Either egg will work well. Quail eggs are cuter. Soak the clear noodles and the fungus in warm water for 10 to 15 minutes.
For the Chinese sausages, the following instruction is optional. Fill a small saucepan with 3 to 4 cups of water. Bring it to a boil. Add the sausages to the boiling water. Allow them to cook for 5 minutes or until the sausages float up. Remove them and empty the saucepan. With the same saucepan, pan-fried the sausages. You do not need to add any oil. There should be enough oil excreting from the sausages. Flip them back and forth to get them slightly golden. Remove the sausages. Slice them into thin slices.
The boiling process cleans out the dye in the Chinese sausages if any. The pan-fried process firms up the skin and make the sausages crispy and crunchy. If you are not doing the boiling and pan-frying, then slice the sausages into thin slices. Dice the onion.
Combine ground meat mushrooms, diced onion, sausages, salt, sugar, and pepper. Mix well. Knead the meat mixture and split it into 16 portions. Roll them into balls and add 1 egg into the center of each meat. (Make approximately 50g to 80g per ball depending on how much ground meat you use.)
Place the meatball fillings in a pie dish so you can steam them in a steamer. Steam for 20 minutes or until the meat is almost done. After the meatballs are done, remove the meatballs from the steamer and the juice. Allow them to cool completely.
Make the Dough
While the meat is steaming, we can prepare the dough. Mix the flour, tapioca starch, sugar, salt, shortening, yeast, baking powder, and milk. If you have an electric dough mixer that would definitely make things easier and faster. Mix at a low level to start. Do not add all the water to the ingredients all at once. Add a little at a time to make sure the dough will not be too wet.
Slowly increasing the level to 4. Continue to mix until the flour clump together smoothly and feel elasticity. It should not be sticking to your hand. Split the dough into 16 portions of 80g. You should have about 40 to 60 g of dough leftover. Roll the flour portions into smooth round balls. You can use the loose flour to help with the stickiness.
Divide the left-over flour into 16 small balls. We will use these extra balls to make the snout and the ears. We will use the peppercorn for the eyes. Cut wax paper into 16 (2×2 or 3×3 inch) squares. We will place the wax paper under each bun.
Forming the Piggies
Flatten out the ball of dough and place the meatball in the center. Gently wrap the dough over the meatball. Cover it completely and round it out in the palm of your hand. Place it on the wax paper. Split the small extra dough into 3 portions. Two portions will be similar and the third portion will be slightly bigger. The bigger portion is the snout. Find a good location on the stuffed dough for the nose. Use a toothpick to stick the small dough to the stuffed dough.
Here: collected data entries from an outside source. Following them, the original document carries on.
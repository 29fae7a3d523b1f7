// Copyright (c) 2024-2026 Martin Schröder <info@swedishembedded.com>
//
// SPDX-License-Identifier: MIT
//! The JSON object written to a sandboxed agent's stdin (§6.1).

use serde::Serialize;

#[derive(Debug, Clone, Serialize)]
#[serde(rename_all = "camelCase")]
pub struct SandboxInput {
    pub prompt: String,
    #[serde(skip_serializing_if = "Option::is_none")]
    pub session_id: Option<String>,
    pub group_folder: String,
    pub chat_jid: String,
    pub is_main: bool,
    #[serde(skip_serializing_if = "Option::is_none")]
    pub is_scheduled_task: Option<bool>,
    #[serde(skip_serializing_if = "Option::is_none")]
    pub system_prompt: Option<String>,
    #[serde(skip_serializing_if = "Option::is_none")]
    pub enable_web_search: Option<bool>,
    #[serde(skip_serializing_if = "Option::is_none")]
    pub media_path: Option<String>,
    #[serde(skip_serializing_if = "Option::is_none")]
    pub memory_context: Option<String>,
}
Flatten out the two small extra dough. They will be used as ears. Place them where you would like the ears to be. Add the peppercorn eyes. You now have something that looks like a face of a pig. Repeat the same process for 15 more buns.
Once completed, place the piggies in the steamer. Bring the water to a boil and then add the layers that contain the bánh bao. Place a cloth or towel that can cover the steamer. Close the lid. This will prevent the condensation of water from dripping on the buns. Cook for 15 minutes. Remove steamed buns and allow them to cool.
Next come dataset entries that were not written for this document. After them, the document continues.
// Copyright (c) 2024-2026 Martin Schröder <info@swedishembedded.com>
//
// SPDX-License-Identifier: MIT
use anyhow::Result;
use rusqlite::{params, Connection, OptionalExtension};

use crate::pool::StorePool;

#[derive(Debug, Clone, Copy, PartialEq, Eq)]
pub enum TaskStatus {
    Active,
    Paused,
    Completed,
    Cancelled,
}

impl TaskStatus {
    fn as_str(self) -> &'static str {
        match self {
            TaskStatus::Active => "active",
            TaskStatus::Paused => "paused",
            TaskStatus::Completed => "completed",
            TaskStatus::Cancelled => "cancelled",
        }
    }

    fn from_str(s: &str) -> Self {
        match s {
            "paused" => TaskStatus::Paused,
            "completed" => TaskStatus::Completed,
            "cancelled" => TaskStatus::Cancelled,
            _ => TaskStatus::Active,
        }
    }
}

#[derive(Debug, Clone, Copy, PartialEq, Eq)]
pub enum ContextMode {
    Isolated,
    Group,
}

impl ContextMode {
    fn as_str(self) -> &'static str {
        match self {
            ContextMode::Isolated => "isolated",
            ContextMode::Group => "group",
        }
    }

    fn from_str(s: &str) -> Self {
        match s {
            "group" => ContextMode::Group,
            _ => ContextMode::Isolated,
        }
    }
}

#[derive(Debug, Clone, PartialEq, Eq)]
pub struct ScheduledTask {
    pub id: String,
    pub group_folder: String,
    pub chat_id: String,
    pub prompt: String,
    pub schedule_kind: String,
    pub schedule_value: String,
    pub context_mode: ContextMode,
    pub next_run: Option<i64>,
    pub last_run: Option<i64>,
    pub last_result: Option<String>,
    pub status: TaskStatus,
    pub created_at: i64,
}

fn row_to_task(row: &rusqlite::Row) -> rusqlite::Result<ScheduledTask> {
    Ok(ScheduledTask {
        id: row.get(0)?,
        group_folder: row.get(1)?,
        chat_id: row.get(2)?,
        prompt: row.get(3)?,
        schedule_kind: row.get(4)?,
        schedule_value: row.get(5)?,
        context_mode: ContextMode::from_str(&row.get::<_, String>(6)?),
        next_run: row.get(7)?,
        last_run: row.get(8)?,
        last_result: row.get(9)?,
        status: TaskStatus::from_str(&row.get::<_, String>(10)?),
        created_at: row.get(11)?,
    })
}

const TASK_COLUMNS: &str = "id, group_folder, chat_id, prompt, schedule_kind, schedule_value, \
     context_mode, next_run, last_run, last_result, status, created_at";

pub fn create_task_sync(conn: &Connection, task: &ScheduledTask) -> rusqlite::Result<()> {
    conn.execute(
        "INSERT INTO scheduled_tasks
         (id, group_folder, chat_id, prompt, schedule_kind, schedule_value, context_mode,
          next_run, last_run, last_result, status, created_at)
         VALUES (?1, ?2, ?3, ?4, ?5, ?6, ?7, ?8, ?9, ?10, ?11, ?12)",
        params![
            task.id,
            task.group_folder,
            task.chat_id,
            task.prompt,
            task.schedule_kind,
            task.schedule_value,
            task.context_mode.as_str(),
            task.next_run,
            task.last_run,
            task.last_result,
            task.status.as_str(),
            task.created_at,
        ],
    )?;
    Ok(())
}

pub fn get_task_sync(conn: &Connection, id: &str) -> rusqlite::Result<Option<ScheduledTask>> {
    conn.query_row(
        &format!("SELECT {TASK_COLUMNS} FROM scheduled_tasks WHERE id = ?1"),
        params![id],
        row_to_task,
    )
    .optional()
}

/// Tasks due to fire: `status = active AND next_run <= now`, ordered by `next_run`.
pub fn due_tasks_sync(conn: &Connection, now: i64) -> rusqlite::Result<Vec<ScheduledTask>> {
    let mut stmt = conn.prepare(&format!(
        "SELECT {TASK_COLUMNS} FROM scheduled_tasks
         WHERE status = 'active' AND next_run IS NOT NULL AND next_run <= ?1
         ORDER BY next_run ASC"
    ))?;
    let rows = stmt.query_map(params![now], row_to_task)?;
    rows.collect()
}

pub fn set_task_status_sync(conn: &Connection, id: &str, status: TaskStatus) -> rusqlite::Result<()> {
    conn.execute(
        "UPDATE scheduled_tasks SET status = ?2 WHERE id = ?1",
        params![id, status.as_str()],
    )?;
    Ok(())
}

/// Record the outcome of a run: updates `last_run`/`last_result`/`next_run`,
/// and marks the task `completed` iff the newly-computed `next_run` is null
/// (a one-shot or exhausted recurring schedule).
pub fn update_after_run_sync(
    conn: &Connection,
    id: &str,
    next_run: Option<i64>,
    last_run: i64,
    result_summary: &str,
) -> rusqlite::Result<()> {
    let status = if next_run.is_none() {
        TaskStatus::Completed.as_str()
    } else {
        TaskStatus::Active.as_str()
    };
    conn.execute(
        "UPDATE scheduled_tasks
         SET next_run = ?2, last_run = ?3, last_result = ?4, status =
             CASE WHEN status = 'active' OR status = ?5 THEN ?5 ELSE status END
         WHERE id = ?1",
        params![id, next_run, last_run, result_summary, status],
    )?;
    Ok(())
}

pub fn delete_task_sync(conn: &Connection, id: &str) -> rusqlite::Result<()> {
    conn.execute("DELETE FROM scheduled_tasks WHERE id = ?1", params![id])?;
    Ok(())
}

pub fn append_run_log_sync(
    conn: &Connection,
    task_id: &str,
    status: &str,
    duration_ms: i64,
    result_text: Option<&str>,
    created_at: i64,
) -> rusqlite::Result<()> {
    conn.execute(
        "INSERT INTO task_run_logs (task_id, status, duration_ms, result_text, created_at)
         VALUES (?1, ?2, ?3, ?4, ?5)",
        params![task_id, status, duration_ms, result_text, created_at],
    )?;
    Ok(())
}

impl StorePool {
    pub async fn create_task(&self, task: ScheduledTask) -> Result<()> {
        self.interact_with_retry(move |conn| Ok(create_task_sync(conn, &task)?)).await
    }

    pub async fn get_task(&self, id: String) -> Result<Option<ScheduledTask>> {
        self.interact(move |conn| Ok(get_task_sync(conn, &id)?)).await
    }

    pub async fn due_tasks(&self, now: i64) -> Result<Vec<ScheduledTask>> {
        self.interact(move |conn| Ok(due_tasks_sync(conn, now)?)).await
    }

    pub async fn set_task_status(&self, id: String, status: TaskStatus) -> Result<()> {
        self.interact_with_retry(move |conn| Ok(set_task_status_sync(conn, &id, status)?))
            .await
    }

    pub async fn update_after_run(
        &self,
        id: String,
        next_run: Option<i64>,
        last_run: i64,
        result_summary: String,
    ) -> Result<()> {
        self.interact_with_retry(move |conn| {
            Ok(update_after_run_sync(conn, &id, next_run, last_run, &result_summary)?)
        })
        .await
    }

    pub async fn delete_task(&self, id: String) -> Result<()> {
        self.interact_with_retry(move |conn| Ok(delete_task_sync(conn, &id)?)).await
    }

    pub async fn append_run_log(
        &self,
        task_id: String,
        status: String,
        duration_ms: i64,
        result_text: Option<String>,
        created_at: i64,
    ) -> Result<()> {
        self.interact_with_retry(move |conn| {
            Ok(append_run_log_sync(conn, &task_id, &status, duration_ms, result_text.as_deref(), created_at)?)
        })
        .await
    }
}

#[cfg(test)]
mod tests {
    use super::*;

    fn sample(id: &str, next_run: Option<i64>) -> ScheduledTask {
        ScheduledTask {
            id: id.into(),
            group_folder: "main".into(),
            chat_id: "c1".into(),
            prompt: "say hello".into(),
            schedule_kind: "cron".into(),
            schedule_value: "0 9 * * *".into(),
            context_mode: ContextMode::Isolated,
            next_run,
            last_run: None,
            last_result: None,
            status: TaskStatus::Active,
            created_at: 0,
        }
    }

    #[tokio::test]
    async fn due_tasks_returns_only_active_past_due() {
        let store = StorePool::open_in_memory().await.unwrap();
        store.create_task(sample("t1", Some(100))).await.unwrap();
        store.create_task(sample("t2", Some(200))).await.unwrap();
        store.create_task(sample("t3", None)).await.unwrap();

        let due = store.due_tasks(150).await.unwrap();
        assert_eq!(due.iter().map(|t| t.id.as_str()).collect::<Vec<_>>(), vec!["t1"]);
    }

    #[tokio::test]
    async fn update_after_run_with_null_next_run_completes_task() {
        let store = StorePool::open_in_memory().await.unwrap();
        store.create_task(sample("t1", Some(100))).await.unwrap();
        store
            .update_after_run("t1".into(), None, 100, "done".into())
            .await
            .unwrap();

        let task = store.get_task("t1".into()).await.unwrap().unwrap();
        assert_eq!(task.status, TaskStatus::Completed);
        assert_eq!(task.next_run, None);
        assert_eq!(task.last_result.as_deref(), Some("done"));
    }

    #[tokio::test]
    async fn update_after_run_with_next_run_stays_active() {
        let store = StorePool::open_in_memory().await.unwrap();
        store.create_task(sample("t1", Some(100))).await.unwrap();
        store
            .update_after_run("t1".into(), Some(200), 100, "ok".into())
            .await
            .unwrap();

        let task = store.get_task("t1".into()).await.unwrap().unwrap();
        assert_eq!(task.status, TaskStatus::Active);
        assert_eq!(task.next_run, Some(200));
    }

    #[tokio::test]
    async fn paused_task_is_not_due() {
        let store = StorePool::open_in_memory().await.unwrap();
        store.create_task(sample("t1", Some(100))).await.unwrap();
        store.set_task_status("t1".into(), TaskStatus::Paused).await.unwrap();
        assert!(store.due_tasks(1000).await.unwrap().is_empty());
    }

    #[tokio::test]
    async fn deleting_task_cascades_run_logs() {
        let store = StorePool::open_in_memory().await.unwrap();
        store.create_task(sample("t1", Some(100))).await.unwrap();
        store
            .append_run_log("t1".into(), "ok".into(), 10, Some("result".into()), 100)
            .await
            .unwrap();
        store.delete_task("t1".into()).await.unwrap();

        let count: i64 = store
            .interact(|conn| {
                Ok(conn.query_row("SELECT count(*) FROM task_run_logs", [], |r| r.get(0))?)
            })
            .await
            .unwrap();
        assert_eq!(count, 0);
    }
}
Keep them refrigerated once they cool down. The piggies will keep for one week. You can also wrap and freeze the buns to keep for a month or more. To reheat, you can steam them for 15 minutes or place them in a microwave for 30 to 40 seconds.
This batch should yield approximately 16 piggy buns. For the filling, you can make it meatier or less. I prefer not too much meat. I would lean toward 1 pound of meat instead of 2. The mushrooms and clear noodles can be optional as well. You can add other ingredients such as jicama or Shiitake mushrooms or substitute them. The filling is flexible.
Do not use bread flour. I ran out of all-purpose and needed 3/4 cup more. The only flour I had available was bread flour. I found out the hard way. It did not work as well. The texture and flavor were different. It became more bready. All-purpose flour works best. The Red Lotus flour was recommended for a whiter color. Personally, I am OK with any all-purpose flour.